Now, this may seem a trivial matter to moan about. However, the Mail has form for this sort of thing. Time after time, the headline bears no relation to the facts of the story or even the actual text contained thereafter. The Mail is not stupid; it knows its demographics.

It also knows that the Press Complaints Commission is a toothless tiger. Take this comment from a complaint upheld this year:
  • 'We need to make people sit up and take notice. Leave some packages around Heathrow. That’ll make them take notice'. This remark appeared to be the basis for the front page headline which categorically reported that “Militants will hit Heathrow”, and a sub-headline which said 'Hoax bombs to cause alerts'. Beyond the comments by the ‘man in his late 20s’ – whose status and identity were unclear, as was whether any plan actually emerged – there was no other evidence for these bold claims.
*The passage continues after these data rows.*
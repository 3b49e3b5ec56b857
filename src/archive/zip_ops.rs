use std::fs;
use std::io;
use std::path::Path;

use crate::error::{AgentError, Result};

use super::extract::write_entry;
use super::path::{contained_path, entry_rel_path};

/// Append a directory recursively to a zip archive under the provided prefix.
pub(crate) fn append_dir_tree_to_zip<W: io::Write + io::Seek>(
    writer: &mut zip::ZipWriter<W>,
    dir: &Path,
    prefix: &str,
    options: zip::write::SimpleFileOptions,
) -> Result<()> {
    for entry in walkdir::WalkDir::new(dir) {
        let entry = entry?;
        let path = entry.path();
        let relative = path
            .strip_prefix(dir)
            .map_err(|e| AgentError::io(e.to_string()))?;
        let relative = relative.to_string_lossy().replace('\\', "/");
        let archive_path = if relative.is_empty() {
            prefix.to_string()
        } else {
            format!("{prefix}/{relative}")
        };

        if entry.file_type().is_dir() && path != dir {
            writer.add_directory(archive_path.as_str(), options)?;
        } else if entry.file_type().is_file() {
            writer.start_file(archive_path.as_str(), options)?;
            let mut f = fs::File::open(path)?;
            io::copy(&mut f, writer)?;
        }
    }

    Ok(())
}

/// Extract a zip archive into `dest_dir`, rejecting entries that escape it.
pub(crate) fn extract_zip(archive_path: &Path, dest_dir: &Path) -> Result<()> {
    fs::create_dir_all(dest_dir)?;
    let file = fs::File::open(archive_path)?;
    let mut archive = zip::ZipArchive::new(file)?;

    for index in 0..archive.len() {
        let mut entry = archive.by_index(index)?;
        let raw_name = entry.name().to_string();

        let relative = entry_rel_path(&raw_name).ok_or_else(|| {
            AgentError::io(format!("archive contains unsafe zip path: {raw_name:?}"))
        })?;
        let out_path = contained_path(dest_dir, &relative)?;

        if entry.is_symlink() {
            log::warn!("Skipping symlink zip entry {:?}", raw_name);
            continue;
        }

        let is_dir = entry.is_dir();
        let unix_mode = entry.unix_mode();
        write_entry(&out_path, is_dir, &mut entry, unix_mode)?;
    }

    Ok(())
}
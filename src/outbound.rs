//! Reports waiting to be delivered to the control server.

use std::collections::VecDeque;
use std::sync::Mutex;

use chrono::{DateTime, Utc};
use serde::{Deserialize, Serialize};
use uuid::Uuid;

use crate::instance::ServerState;
use crate::work::WorkStatus;

#[derive(Debug, Clone, PartialEq, Serialize, Deserialize)]
#[serde(rename_all = "camelCase")]
pub struct WorkStatusUpdate {
    pub work_id: Uuid,
    pub status: WorkStatus,
    pub message: String,
}

/// One host resource sample.
#[derive(Debug, Clone, PartialEq, Serialize, Deserialize)]
#[serde(rename_all = "camelCase")]
pub struct HostCheckIn {
    pub timestamp: DateTime<Utc>,
    /// Percent across all cores.
    pub cpu_usage: f32,
    /// Percent of total memory in use.
    pub ram_usage: f32,
    /// Host uptime in seconds.
    pub uptime: u64,
    /// Bytes received since the previous sample.
    pub network_in_bytes: u64,
    /// Bytes sent since the previous sample.
    pub network_out_bytes: u64,
}

impl HostCheckIn {
    /// True when every metric reads zero, which happens on the poller's first pass.
    pub fn is_empty(&self) -> bool {
        self.cpu_usage == 0.0
            && self.ram_usage == 0.0
            && self.uptime == 0
            && self.network_in_bytes == 0
            && self.network_out_bytes == 0
    }
}

#[derive(Debug, Clone, PartialEq, Serialize, Deserialize)]
#[serde(rename_all = "camelCase")]
pub struct ServerStateReport {
    pub server_id: Uuid,
    pub state: ServerState,
    pub timestamp: DateTime<Utc>,
}

#[derive(Debug, Clone, PartialEq, Serialize, Deserialize)]
#[serde(tag = "kind", content = "body")]
pub enum OutboundMessage {
    WorkStatus(WorkStatusUpdate),
    CheckIn(HostCheckIn),
    ServerState(ServerStateReport),
}

impl OutboundMessage {
    pub fn work_status(work_id: Uuid, status: WorkStatus, message: impl Into<String>) -> Self {
        Self::WorkStatus(WorkStatusUpdate {
            work_id,
            status,
            message: message.into(),
        })
    }

    pub fn server_state(server_id: Uuid, state: ServerState) -> Self {
        Self::ServerState(ServerStateReport {
            server_id,
            state,
            timestamp: Utc::now(),
        })
    }

    fn describe(&self) -> String {
        match self {
            Self::WorkStatus(update) => format!("work status {} {:?}", update.work_id, update.status),
            Self::CheckIn(check_in) => format!("check-in {}", check_in.timestamp),
            Self::ServerState(report) => format!("server state {} {:?}", report.server_id, report.state),
        }
    }
}

/// An outbound message plus the number of failed delivery attempts so far.
#[derive(Debug, Clone, PartialEq, Serialize, Deserialize)]
#[serde(rename_all = "camelCase")]
pub struct RetryableOutboundMessage {
    pub message: OutboundMessage,
    #[serde(default)]
    pub attempt_count: u32,
}

impl RetryableOutboundMessage {
    pub fn new(message: OutboundMessage) -> Self {
        Self {
            message,
            attempt_count: 0,
        }
    }

    pub fn describe(&self) -> String {
        format!("{} (attempt {})", self.message.describe(), self.attempt_count)
    }
}

/// FIFO of reports shared by the work queue, lifecycle engine, poller and broker.
#[derive(Debug, Default)]
pub struct OutboundQueue {
    messages: Mutex<VecDeque<RetryableOutboundMessage>>,
}

impl OutboundQueue {
    pub fn new() -> Self {
        Self::default()
    }

    pub fn push(&self, message: OutboundMessage) {
        self.push_retry(RetryableOutboundMessage::new(message));
    }

    /// Re-enqueue a message at the back, keeping its attempt count.
    pub fn push_retry(&self, message: RetryableOutboundMessage) {
        self.messages
            .lock()
            .unwrap_or_else(|e| e.into_inner())
            .push_back(message);
    }

    /// Take up to `max` messages from the front.
    pub fn take_batch(&self, max: usize) -> Vec<RetryableOutboundMessage> {
        let mut messages = self.messages.lock().unwrap_or_else(|e| e.into_inner());
        let count = max.min(messages.len());
        messages.drain(..count).collect()
    }

    pub fn len(&self) -> usize {
        self.messages.lock().unwrap_or_else(|e| e.into_inner()).len()
    }

    pub fn is_empty(&self) -> bool {
        self.len() == 0
    }

    /// Copy of the queued messages, front first.
    pub fn snapshot(&self) -> Vec<RetryableOutboundMessage> {
        self.messages
            .lock()
            .unwrap_or_else(|e| e.into_inner())
            .iter()
            .cloned()
            .collect()
    }
}

#[cfg(test)]
mod tests {
    use chrono::Utc;
    use uuid::Uuid;

    use super::{HostCheckIn, OutboundMessage, OutboundQueue, RetryableOutboundMessage};
    use crate::work::WorkStatus;

    #[test]
    fn batches_come_off_the_front() {
        let queue = OutboundQueue::new();
        let ids: Vec<Uuid> = (0..3).map(|_| Uuid::new_v4()).collect();
        for id in &ids {
            queue.push(OutboundMessage::work_status(*id, WorkStatus::PickedUp, ""));
        }

        let batch = queue.take_batch(2);
        assert_eq!(batch.len(), 2);
        assert_eq!(
            batch[0].message,
            OutboundMessage::work_status(ids[0], WorkStatus::PickedUp, "")
        );
        assert_eq!(queue.len(), 1);

        queue.push_retry(RetryableOutboundMessage {
            attempt_count: 3,
            ..batch[0].clone()
        });
        let rest = queue.take_batch(10);
        assert_eq!(rest.len(), 2);
        assert_eq!(rest[1].attempt_count, 3);
        assert!(queue.is_empty());
    }

    #[test]
    fn empty_check_in_detection() {
        let mut check_in = HostCheckIn {
            timestamp: Utc::now(),
            cpu_usage: 0.0,
            ram_usage: 0.0,
            uptime: 0,
            network_in_bytes: 0,
            network_out_bytes: 0,
        };
        assert!(check_in.is_empty());
        check_in.uptime = 12;
        assert!(!check_in.is_empty());
    }

    #[test]
    fn messages_are_tagged_on_the_wire() {
        let id = Uuid::new_v4();
        let json =
            serde_json::to_value(OutboundMessage::work_status(id, WorkStatus::Completed, "done"))
                .unwrap();
        assert_eq!(json["kind"], "WorkStatus");
        assert_eq!(json["body"]["status"], "Completed");
        assert_eq!(json["body"]["workId"], id.to_string());
    }
}
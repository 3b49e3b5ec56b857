use async_trait::async_trait;
use reqwest::{Client, RequestBuilder, Response, Url};
use serde::de::DeserializeOwned;
use serde::Serialize;

use super::ControlPlane;
use crate::config::AgentConfig;
use crate::error::{AgentError, Result};
use crate::outbound::{HostCheckIn, ServerStateReport, WorkStatusUpdate};
use crate::validation::{parse_registration_url, Registration};
use crate::work::WorkItem;

const USER_AGENT: &str = "gsm-agent";

#[derive(Serialize)]
#[serde(rename_all = "camelCase")]
struct RegistrationConfirm<'a> {
    host_id: String,
    key: &'a str,
    agent_version: &'static str,
}

/// JSON over HTTP implementation of [`ControlPlane`].
pub struct HttpControlPlane {
    client: Client,
    base_url: String,
    registration: Registration,
}

impl HttpControlPlane {
    pub fn new(client: Client, base_url: &str, registration: Registration) -> Self {
        Self {
            client,
            base_url: base_url.trim_end_matches('/').to_string(),
            registration,
        }
    }

    /// Build from config. Without an explicit `control_server_url` the origin of
    /// the registration URL is used.
    pub fn from_config(client: Client, config: &AgentConfig) -> Result<Self> {
        let registration = parse_registration_url(&config.registration_url)?;
        let base_url = if config.control_server_url.trim().is_empty() {
            let endpoint = Url::parse(&registration.endpoint)
                .map_err(|e| AgentError::config(format!("Invalid registration url: {}", e)))?;
            endpoint.origin().ascii_serialization()
        } else {
            config.control_server_url.trim().to_string()
        };
        Ok(Self::new(client, &base_url, registration))
    }

    fn url(&self, path: &str) -> String {
        format!("{}/api/host/{}", self.base_url, path)
    }

    fn authorized(&self, request: RequestBuilder) -> RequestBuilder {
        request
            .header("User-Agent", USER_AGENT)
            .header("X-Host-Id", self.registration.host_id.to_string())
            .header("X-Host-Key", &self.registration.key)
    }

    async fn send(&self, url: &str, request: RequestBuilder) -> Result<Response> {
        let resp = self
            .authorized(request)
            .send()
            .await
            .map_err(|e| AgentError::control_server(url, e.to_string()))?;
        if !resp.status().is_success() {
            return Err(AgentError::control_server(
                url,
                format!("returned status: {}", resp.status()),
            ));
        }
        Ok(resp)
    }

    async fn post<T: Serialize + Sync>(&self, path: &str, body: &T) -> Result<()> {
        let url = self.url(path);
        self.send(&url, self.client.post(&url).json(body)).await?;
        Ok(())
    }

    async fn get<T: DeserializeOwned + Send>(&self, path: &str) -> Result<T> {
        let url = self.url(path);
        let resp = self.send(&url, self.client.get(&url)).await?;
        resp.json::<T>()
            .await
            .map_err(|e| AgentError::control_server(&url, format!("Failed to parse response: {}", e)))
    }
}

#[async_trait]
impl ControlPlane for HttpControlPlane {
    async fn ping(&self) -> Result<()> {
        let url = self.url("ping");
        self.send(&url, self.client.get(&url)).await?;
        Ok(())
    }

    async fn confirm_registration(&self) -> Result<()> {
        let body = RegistrationConfirm {
            host_id: self.registration.host_id.to_string(),
            key: &self.registration.key,
            agent_version: env!("CARGO_PKG_VERSION"),
        };
        let url = self.registration.endpoint.clone();
        self.send(&url, self.client.post(&url).json(&body))
            .await
            .map_err(|e| AgentError::registration(e.to_string()))?;
        Ok(())
    }

    async fn fetch_work(&self) -> Result<Vec<WorkItem>> {
        self.get("work").await
    }

    async fn send_work_status(&self, update: &WorkStatusUpdate) -> Result<()> {
        self.post("work/status", update).await
    }

    async fn send_check_in(&self, check_in: &HostCheckIn) -> Result<()> {
        self.post("checkin", check_in).await
    }

    async fn send_server_state(&self, report: &ServerStateReport) -> Result<()> {
        self.post("server-state", report).await
    }
}

#[cfg(test)]
mod tests {
    use reqwest::Client;

    use super::HttpControlPlane;
    use crate::config::AgentConfig;
    use crate::error::ErrorKind;

    const REGISTRATION: &str =
        "https://cp.example:8443/api/register?host=6f1c9c3e-3a0a-4a83-9d57-0e1b2d0c2f11&key=abc";

    #[test]
    fn base_url_defaults_to_registration_origin() {
        let config = AgentConfig {
            registration_url: REGISTRATION.into(),
            ..AgentConfig::default()
        };
        let control = HttpControlPlane::from_config(Client::new(), &config).unwrap();
        assert_eq!(control.url("ping"), "https://cp.example:8443/api/host/ping");
    }

    #[test]
    fn explicit_base_url_wins() {
        let config = AgentConfig {
            registration_url: REGISTRATION.into(),
            control_server_url: "http://10.0.0.5:5000/".into(),
            ..AgentConfig::default()
        };
        let control = HttpControlPlane::from_config(Client::new(), &config).unwrap();
        assert_eq!(control.url("work/status"), "http://10.0.0.5:5000/api/host/work/status");
    }

    #[test]
    fn missing_registration_is_rejected() {
        let err = HttpControlPlane::from_config(Client::new(), &AgentConfig::default())
            .err()
            .unwrap();
        assert_eq!(err.kind(), ErrorKind::Registration);
    }
}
    This was a matter of concern for the Commission. There was nothing in the headline to indicate to readers the insubstantial basis of the claims. Neither was there adequate qualification in the text of the article.

Despite this, the Mail continues to operate on its usual terms. I do not wish to fetter the freedom of the press, but with this freedom comes responsibility. Failure to act responsibly deserves a stiffer response: a blank front page.